*** Opening of GIVEN INFORMATION ***

//! Portal API module.
//!
//! JSON endpoints the browser shell calls. Every response uses the
//! `{ success, data }` envelope; errors use the envelope from `errors`.

mod dashboard;
mod exams;
mod health;
mod menu;
mod parent;
mod school;
mod session;

pub use dashboard::*;
pub use exams::*;
pub use health::*;
pub use menu::*;
pub use parent::*;
pub use school::*;
pub use session::*;

use axum::{
    http::StatusCode,
    response::{IntoResponse, Response},
    Json,
};
use serde::Serialize;

use crate::errors::AppError;
use crate::models::{Role, Session};

/// Success response envelope.
#[derive(Debug, Serialize)]
pub struct ApiResponse<T: Serialize> {
    pub success: bool,
    pub data: T,
}

impl<T: Serialize> ApiResponse<T> {
    pub fn new(data: T) -> Self {
        Self {
            success: true,
            data,
        }
    }
}

impl<T: Serialize> IntoResponse for ApiResponse<T> {
    fn into_response(self) -> Response {
        (StatusCode::OK, Json(self)).into_response()
    }
}

/// Response type that can be either success or error.
pub type ApiResult<T> = Result<ApiResponse<T>, AppError>;

/// Create a successful API response.
pub fn success<T: Serialize>(data: T) -> ApiResult<T> {
    Ok(ApiResponse::new(data))
}

/// Fail unless the session's role is one of `allowed`.
pub fn require_role(session: &Session, allowed: &[Role]) -> Result<Role, AppError> {
    match session.role() {
        Some(role) if allowed.contains(&role) => Ok(role),
        _ => Err(AppError::Forbidden(format!(
            "This screen is not available for the {} role",
            session.user.role
        ))),
    }
}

*** Close of GIVEN INFORMATION ***

WORK ORDER: From the entries above, restate word for word the lines from the line containing "(StatusCode::OK, Json(self)).into_response()" to the line containing "pub fn success<T: Serialize>(data: T)", both ends included, and nothing more.

TASK ANSWER:
        (StatusCode::OK, Json(self)).into_response()
    }
}

/// Response type that can be either success or error.
pub type ApiResult<T> = Result<ApiResponse<T>, AppError>;

/// Create a successful API response.
pub fn success<T: Serialize>(data: T) -> ApiResult<T> {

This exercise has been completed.